WHAT IS NEEDED -> Starting at the first line of the records below, transcribe each line exactly, ending with the line that contains "classification and backoff".

[Saved entries]
= = = = =
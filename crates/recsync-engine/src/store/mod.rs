//! Cursor store implementations.

mod memory;
mod postgres;

pub use memory::MemoryCursorStore;
pub use postgres::PgCursorStore;
//! # recsync core
//!
//! Leaf types and consumed interfaces for the recsync orchestrator.
//!
//! This crate defines everything the sync engine composes but does not
//! implement itself: identifiers, targets, cursors and pages, the shared
//! error taxonomy, the retry policy engine, and the collaborator traits
//! (source fetcher, destination sink, cursor store).
//!
//! ## Crate Organization
//!
//! - [`ids`] - Type-safe identifiers (`SourceId`, `AccountId`)
//! - [`target`] - `SyncTarget` and instance keys
//! - [`record`] - `Record`, `Cursor`, `Page`
//! - [`error`] - `ErrorKind` taxonomy and `SyncError`
//! - [`retry`] - `RetryPolicy` classification and backoff
//! - [`config`] - Per-instance `SyncSettings`
//! - [`traits`] - Collaborator interfaces

pub mod config;
pub mod error;
pub mod ids;
pub mod record;
pub mod retry;
pub mod target;
pub mod traits;

/// Prelude module for convenient imports.
///
/// ```
/// use recsync_core::prelude::*;
/// ```
pub mod prelude {
    pub use crate::config::SyncSettings;
    pub use crate::error::{ErrorKind, SyncError, SyncResult};
    pub use crate::ids::{AccountId, SourceId};
    pub use crate::record::{Cursor, Page, Record};
    pub use crate::retry::{Disposition, RetryPolicy};
    pub use crate::target::{InstanceKey, SyncTarget};
    pub use crate::traits::{CursorStore, DestinationSink, SourceFetcher};
}

// Re-export async_trait for collaborator implementors
pub use async_trait::async_trait;

#[cfg(test)]
mod tests {
    use super::prelude::*;

    #[test]
    fn test_prelude_imports() {
        let target = SyncTarget::new(SourceId::new(), AccountId::new());
        let _key = target.instance_key();
        let _cursor = Cursor::new("c1");
        let _page = Page::empty();
        let _policy = RetryPolicy::default();
        let _settings = SyncSettings::default();
        let _err = SyncError::network("unreachable");
    }
}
= = = = =
ANSWER SPACE ->
filename crates/recsync-engine/src/store/mod.rs
//! Cursor store implementations.

mod memory;
mod postgres;

pub use memory::MemoryCursorStore;
pub use postgres::PgCursorStore;
//! # recsync core
//!
//! Leaf types and consumed interfaces for the recsync orchestrator.
//!
//! This crate defines everything the sync engine composes but does not
//! implement itself: identifiers, targets, cursors and pages, the shared
//! error taxonomy, the retry policy engine, and the collaborator traits
//! (source fetcher, destination sink, cursor store).
//!
//! ## Crate Organization
//!
//! - [`ids`] - Type-safe identifiers (`SourceId`, `AccountId`)
//! - [`target`] - `SyncTarget` and instance keys
//! - [`record`] - `Record`, `Cursor`, `Page`
//! - [`error`] - `ErrorKind` taxonomy and `SyncError`
//! - [`retry`] - `RetryPolicy` classification and backoff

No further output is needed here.